START DATA SECTION

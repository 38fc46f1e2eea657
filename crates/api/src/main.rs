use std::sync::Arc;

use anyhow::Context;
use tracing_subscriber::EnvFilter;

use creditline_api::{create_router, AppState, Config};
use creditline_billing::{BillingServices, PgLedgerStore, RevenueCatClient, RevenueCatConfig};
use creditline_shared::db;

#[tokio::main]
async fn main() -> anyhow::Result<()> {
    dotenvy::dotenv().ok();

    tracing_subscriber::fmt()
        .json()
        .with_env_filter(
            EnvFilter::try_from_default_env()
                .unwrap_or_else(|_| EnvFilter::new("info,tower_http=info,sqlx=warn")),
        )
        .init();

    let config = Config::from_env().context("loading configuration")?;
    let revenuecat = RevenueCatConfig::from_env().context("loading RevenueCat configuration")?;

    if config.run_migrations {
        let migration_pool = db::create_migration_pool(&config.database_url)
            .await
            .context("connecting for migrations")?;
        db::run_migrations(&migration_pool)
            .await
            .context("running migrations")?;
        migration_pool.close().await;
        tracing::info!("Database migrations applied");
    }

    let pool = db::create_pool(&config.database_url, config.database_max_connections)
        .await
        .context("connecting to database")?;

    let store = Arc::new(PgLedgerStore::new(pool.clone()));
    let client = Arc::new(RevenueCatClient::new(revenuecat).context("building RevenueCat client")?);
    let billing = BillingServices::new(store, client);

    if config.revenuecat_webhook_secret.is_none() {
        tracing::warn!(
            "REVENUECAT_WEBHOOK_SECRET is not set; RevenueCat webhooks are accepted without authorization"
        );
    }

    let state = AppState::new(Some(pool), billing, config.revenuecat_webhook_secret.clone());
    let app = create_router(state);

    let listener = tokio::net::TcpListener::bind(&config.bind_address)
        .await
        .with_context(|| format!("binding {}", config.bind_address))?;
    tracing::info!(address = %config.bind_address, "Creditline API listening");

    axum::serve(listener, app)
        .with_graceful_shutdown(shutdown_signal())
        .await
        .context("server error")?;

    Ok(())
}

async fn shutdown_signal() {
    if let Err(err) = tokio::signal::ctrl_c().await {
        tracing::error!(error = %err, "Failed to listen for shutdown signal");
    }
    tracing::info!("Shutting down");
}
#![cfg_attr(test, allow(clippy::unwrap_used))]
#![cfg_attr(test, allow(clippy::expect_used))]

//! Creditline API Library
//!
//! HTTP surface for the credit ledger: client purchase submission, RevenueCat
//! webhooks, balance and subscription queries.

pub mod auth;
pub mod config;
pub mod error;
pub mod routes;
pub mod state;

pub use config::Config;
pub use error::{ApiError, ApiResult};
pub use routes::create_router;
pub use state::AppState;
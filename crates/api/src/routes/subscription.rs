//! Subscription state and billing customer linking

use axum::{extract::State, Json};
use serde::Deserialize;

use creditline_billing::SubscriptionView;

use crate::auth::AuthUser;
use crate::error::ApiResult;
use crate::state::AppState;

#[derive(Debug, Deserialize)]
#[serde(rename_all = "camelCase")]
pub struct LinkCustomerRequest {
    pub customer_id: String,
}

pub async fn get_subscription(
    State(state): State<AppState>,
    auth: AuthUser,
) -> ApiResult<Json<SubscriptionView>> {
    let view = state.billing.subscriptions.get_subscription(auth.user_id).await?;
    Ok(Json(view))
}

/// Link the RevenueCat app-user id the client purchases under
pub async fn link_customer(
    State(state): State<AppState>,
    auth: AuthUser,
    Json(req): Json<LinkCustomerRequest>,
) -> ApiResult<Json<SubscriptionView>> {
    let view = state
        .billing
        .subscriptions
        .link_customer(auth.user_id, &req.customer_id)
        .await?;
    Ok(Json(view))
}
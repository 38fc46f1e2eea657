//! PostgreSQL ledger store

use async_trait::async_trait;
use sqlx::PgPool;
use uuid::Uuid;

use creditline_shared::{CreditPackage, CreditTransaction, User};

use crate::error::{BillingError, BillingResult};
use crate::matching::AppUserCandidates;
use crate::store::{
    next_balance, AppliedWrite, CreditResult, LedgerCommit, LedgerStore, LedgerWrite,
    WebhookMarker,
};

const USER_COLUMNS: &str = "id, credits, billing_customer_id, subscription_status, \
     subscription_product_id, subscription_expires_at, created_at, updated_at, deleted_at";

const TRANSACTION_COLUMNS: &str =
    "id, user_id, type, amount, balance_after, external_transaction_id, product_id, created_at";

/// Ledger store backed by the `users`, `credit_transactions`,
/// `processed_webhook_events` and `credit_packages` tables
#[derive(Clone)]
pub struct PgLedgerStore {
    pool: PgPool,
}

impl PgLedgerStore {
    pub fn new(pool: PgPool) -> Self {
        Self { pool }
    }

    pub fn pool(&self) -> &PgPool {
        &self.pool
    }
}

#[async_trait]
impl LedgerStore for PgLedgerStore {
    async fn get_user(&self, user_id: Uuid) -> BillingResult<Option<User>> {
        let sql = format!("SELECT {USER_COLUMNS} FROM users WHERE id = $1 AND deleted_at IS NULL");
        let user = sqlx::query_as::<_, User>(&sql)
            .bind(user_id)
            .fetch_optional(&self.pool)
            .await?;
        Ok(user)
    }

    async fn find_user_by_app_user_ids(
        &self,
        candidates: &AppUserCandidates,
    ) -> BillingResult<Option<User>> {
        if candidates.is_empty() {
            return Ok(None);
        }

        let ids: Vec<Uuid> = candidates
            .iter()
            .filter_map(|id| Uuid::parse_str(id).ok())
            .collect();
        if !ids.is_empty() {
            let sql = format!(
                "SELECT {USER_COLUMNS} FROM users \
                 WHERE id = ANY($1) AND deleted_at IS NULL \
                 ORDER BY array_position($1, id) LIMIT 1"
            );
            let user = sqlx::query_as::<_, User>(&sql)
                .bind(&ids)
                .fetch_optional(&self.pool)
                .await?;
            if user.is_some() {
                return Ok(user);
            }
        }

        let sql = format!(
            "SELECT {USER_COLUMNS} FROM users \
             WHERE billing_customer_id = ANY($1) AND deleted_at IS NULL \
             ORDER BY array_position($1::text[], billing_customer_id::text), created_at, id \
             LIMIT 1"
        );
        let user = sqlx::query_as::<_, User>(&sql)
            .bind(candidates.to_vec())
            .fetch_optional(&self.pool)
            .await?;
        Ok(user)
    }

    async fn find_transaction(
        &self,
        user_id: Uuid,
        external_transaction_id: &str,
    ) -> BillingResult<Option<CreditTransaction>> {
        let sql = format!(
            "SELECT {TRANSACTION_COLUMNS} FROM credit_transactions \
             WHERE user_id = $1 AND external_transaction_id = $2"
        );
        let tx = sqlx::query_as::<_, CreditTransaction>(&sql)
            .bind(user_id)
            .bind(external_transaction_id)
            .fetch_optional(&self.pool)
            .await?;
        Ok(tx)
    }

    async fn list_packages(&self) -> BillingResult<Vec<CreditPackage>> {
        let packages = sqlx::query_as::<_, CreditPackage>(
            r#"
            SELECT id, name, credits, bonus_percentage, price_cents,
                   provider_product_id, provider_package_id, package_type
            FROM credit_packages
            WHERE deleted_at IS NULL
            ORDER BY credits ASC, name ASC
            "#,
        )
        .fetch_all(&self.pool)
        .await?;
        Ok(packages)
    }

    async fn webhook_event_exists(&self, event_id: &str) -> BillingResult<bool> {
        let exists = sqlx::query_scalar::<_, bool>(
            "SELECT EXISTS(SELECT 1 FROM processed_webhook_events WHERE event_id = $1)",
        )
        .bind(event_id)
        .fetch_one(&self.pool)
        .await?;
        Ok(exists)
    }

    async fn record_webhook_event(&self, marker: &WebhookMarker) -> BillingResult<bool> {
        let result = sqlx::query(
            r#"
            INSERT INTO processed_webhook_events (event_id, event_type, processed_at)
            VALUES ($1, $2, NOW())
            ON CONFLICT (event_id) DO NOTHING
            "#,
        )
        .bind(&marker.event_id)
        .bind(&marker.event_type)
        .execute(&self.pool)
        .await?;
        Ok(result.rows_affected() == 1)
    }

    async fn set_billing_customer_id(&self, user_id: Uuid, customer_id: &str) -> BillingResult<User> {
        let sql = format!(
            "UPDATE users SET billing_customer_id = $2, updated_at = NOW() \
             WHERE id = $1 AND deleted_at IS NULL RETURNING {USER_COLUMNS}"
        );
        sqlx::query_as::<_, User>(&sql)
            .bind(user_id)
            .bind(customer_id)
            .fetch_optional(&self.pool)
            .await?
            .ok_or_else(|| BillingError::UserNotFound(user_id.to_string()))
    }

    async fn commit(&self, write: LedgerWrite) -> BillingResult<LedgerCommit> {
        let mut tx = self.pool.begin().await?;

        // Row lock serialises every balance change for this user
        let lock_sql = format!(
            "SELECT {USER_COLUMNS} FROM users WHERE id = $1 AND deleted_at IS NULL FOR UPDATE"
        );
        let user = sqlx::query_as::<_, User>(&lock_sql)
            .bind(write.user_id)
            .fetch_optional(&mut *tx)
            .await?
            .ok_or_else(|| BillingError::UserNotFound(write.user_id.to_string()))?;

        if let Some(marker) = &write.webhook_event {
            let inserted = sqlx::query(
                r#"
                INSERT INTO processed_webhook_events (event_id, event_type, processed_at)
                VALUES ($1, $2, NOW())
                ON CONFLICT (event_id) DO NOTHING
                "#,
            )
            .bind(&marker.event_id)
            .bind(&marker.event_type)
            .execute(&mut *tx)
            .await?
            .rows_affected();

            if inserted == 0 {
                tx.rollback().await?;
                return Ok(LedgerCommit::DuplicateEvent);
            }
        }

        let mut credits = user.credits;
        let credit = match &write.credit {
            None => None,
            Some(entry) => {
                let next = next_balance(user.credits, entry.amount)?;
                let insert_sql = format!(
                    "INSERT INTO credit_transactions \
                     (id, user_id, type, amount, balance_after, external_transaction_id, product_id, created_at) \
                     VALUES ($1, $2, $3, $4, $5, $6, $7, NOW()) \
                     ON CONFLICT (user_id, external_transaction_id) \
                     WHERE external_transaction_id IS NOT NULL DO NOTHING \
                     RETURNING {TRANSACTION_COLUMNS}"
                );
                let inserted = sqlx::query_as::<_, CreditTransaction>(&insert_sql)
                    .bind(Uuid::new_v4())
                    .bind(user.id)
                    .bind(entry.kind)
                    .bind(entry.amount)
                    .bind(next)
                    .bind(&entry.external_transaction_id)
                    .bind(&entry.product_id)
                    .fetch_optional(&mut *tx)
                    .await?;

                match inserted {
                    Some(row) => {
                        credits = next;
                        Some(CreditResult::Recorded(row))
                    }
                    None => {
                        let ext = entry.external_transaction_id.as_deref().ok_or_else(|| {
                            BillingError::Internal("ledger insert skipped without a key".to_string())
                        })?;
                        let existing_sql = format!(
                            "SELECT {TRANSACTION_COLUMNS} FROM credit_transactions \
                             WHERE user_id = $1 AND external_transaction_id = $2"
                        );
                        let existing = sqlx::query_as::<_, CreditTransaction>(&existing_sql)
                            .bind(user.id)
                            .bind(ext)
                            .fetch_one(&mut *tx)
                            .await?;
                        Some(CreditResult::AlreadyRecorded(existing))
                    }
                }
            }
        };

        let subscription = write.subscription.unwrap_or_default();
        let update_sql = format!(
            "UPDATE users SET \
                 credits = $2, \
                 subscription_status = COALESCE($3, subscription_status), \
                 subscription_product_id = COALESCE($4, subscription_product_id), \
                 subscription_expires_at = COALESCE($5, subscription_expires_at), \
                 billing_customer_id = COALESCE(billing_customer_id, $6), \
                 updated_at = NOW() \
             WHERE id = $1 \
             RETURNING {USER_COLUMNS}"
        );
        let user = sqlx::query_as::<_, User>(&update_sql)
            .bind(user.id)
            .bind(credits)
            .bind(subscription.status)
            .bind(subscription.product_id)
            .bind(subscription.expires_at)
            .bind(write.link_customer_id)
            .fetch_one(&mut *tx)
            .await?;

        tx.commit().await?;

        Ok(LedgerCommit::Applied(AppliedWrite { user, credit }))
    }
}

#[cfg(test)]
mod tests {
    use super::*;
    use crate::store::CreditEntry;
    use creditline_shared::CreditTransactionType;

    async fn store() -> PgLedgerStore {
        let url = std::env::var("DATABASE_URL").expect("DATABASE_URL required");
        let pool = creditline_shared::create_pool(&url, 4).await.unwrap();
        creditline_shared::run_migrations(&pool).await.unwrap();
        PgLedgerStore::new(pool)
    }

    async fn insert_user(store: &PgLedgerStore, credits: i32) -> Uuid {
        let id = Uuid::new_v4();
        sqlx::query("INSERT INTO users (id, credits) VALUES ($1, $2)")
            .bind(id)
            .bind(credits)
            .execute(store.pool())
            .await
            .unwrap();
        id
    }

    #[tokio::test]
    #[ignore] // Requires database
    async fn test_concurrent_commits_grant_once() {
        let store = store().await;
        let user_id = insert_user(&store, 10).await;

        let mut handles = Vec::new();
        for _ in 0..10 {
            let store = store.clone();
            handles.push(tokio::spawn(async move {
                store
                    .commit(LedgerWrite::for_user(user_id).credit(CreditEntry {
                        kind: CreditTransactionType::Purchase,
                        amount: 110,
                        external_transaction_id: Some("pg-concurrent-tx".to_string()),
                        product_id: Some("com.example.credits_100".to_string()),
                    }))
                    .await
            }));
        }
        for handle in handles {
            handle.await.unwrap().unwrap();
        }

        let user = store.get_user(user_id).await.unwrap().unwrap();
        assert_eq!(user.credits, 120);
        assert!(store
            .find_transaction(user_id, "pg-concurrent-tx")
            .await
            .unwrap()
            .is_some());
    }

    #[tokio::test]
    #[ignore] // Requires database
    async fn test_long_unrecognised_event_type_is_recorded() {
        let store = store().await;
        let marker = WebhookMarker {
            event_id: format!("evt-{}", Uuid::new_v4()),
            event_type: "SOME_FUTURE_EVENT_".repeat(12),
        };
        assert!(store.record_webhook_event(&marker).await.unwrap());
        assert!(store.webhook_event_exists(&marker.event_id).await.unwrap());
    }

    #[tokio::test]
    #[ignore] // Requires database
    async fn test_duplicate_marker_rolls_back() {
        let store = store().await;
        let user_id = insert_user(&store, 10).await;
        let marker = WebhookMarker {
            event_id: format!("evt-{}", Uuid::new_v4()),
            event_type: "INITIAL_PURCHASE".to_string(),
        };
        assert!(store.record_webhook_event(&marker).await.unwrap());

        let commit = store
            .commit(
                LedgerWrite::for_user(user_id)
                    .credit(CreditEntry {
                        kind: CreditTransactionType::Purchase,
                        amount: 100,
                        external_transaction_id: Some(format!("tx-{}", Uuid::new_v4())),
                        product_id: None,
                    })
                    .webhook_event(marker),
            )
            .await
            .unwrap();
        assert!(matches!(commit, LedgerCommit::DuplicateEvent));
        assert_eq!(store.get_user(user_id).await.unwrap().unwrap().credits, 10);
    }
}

END DATA SECTION

> WHAT IS BEING ASKED: Among the entries above, find the line with "use anyhow::Context;" and the line with "is not set;"; give again exactly these two lines and all lines between them.

> RESPONSE TO THE EXERCISE:
use anyhow::Context;
use tracing_subscriber::EnvFilter;

use creditline_api::{create_router, AppState, Config};
use creditline_billing::{BillingServices, PgLedgerStore, RevenueCatClient, RevenueCatConfig};
use creditline_shared::db;

#[tokio::main]
async fn main() -> anyhow::Result<()> {
    dotenvy::dotenv().ok();

    tracing_subscriber::fmt()
        .json()
        .with_env_filter(
            EnvFilter::try_from_default_env()
                .unwrap_or_else(|_| EnvFilter::new("info,tower_http=info,sqlx=warn")),
        )
        .init();

    let config = Config::from_env().context("loading configuration")?;
    let revenuecat = RevenueCatConfig::from_env().context("loading RevenueCat configuration")?;

    if config.run_migrations {
        let migration_pool = db::create_migration_pool(&config.database_url)
            .await
            .context("connecting for migrations")?;
        db::run_migrations(&migration_pool)
            .await
            .context("running migrations")?;
        migration_pool.close().await;
        tracing::info!("Database migrations applied");
    }

    let pool = db::create_pool(&config.database_url, config.database_max_connections)
        .await
        .context("connecting to database")?;

    let store = Arc::new(PgLedgerStore::new(pool.clone()));
    let client = Arc::new(RevenueCatClient::new(revenuecat).context("building RevenueCat client")?);
    let billing = BillingServices::new(store, client);

    if config.revenuecat_webhook_secret.is_none() {
        tracing::warn!(
            "REVENUECAT_WEBHOOK_SECRET is not set; RevenueCat webhooks are accepted without authorization"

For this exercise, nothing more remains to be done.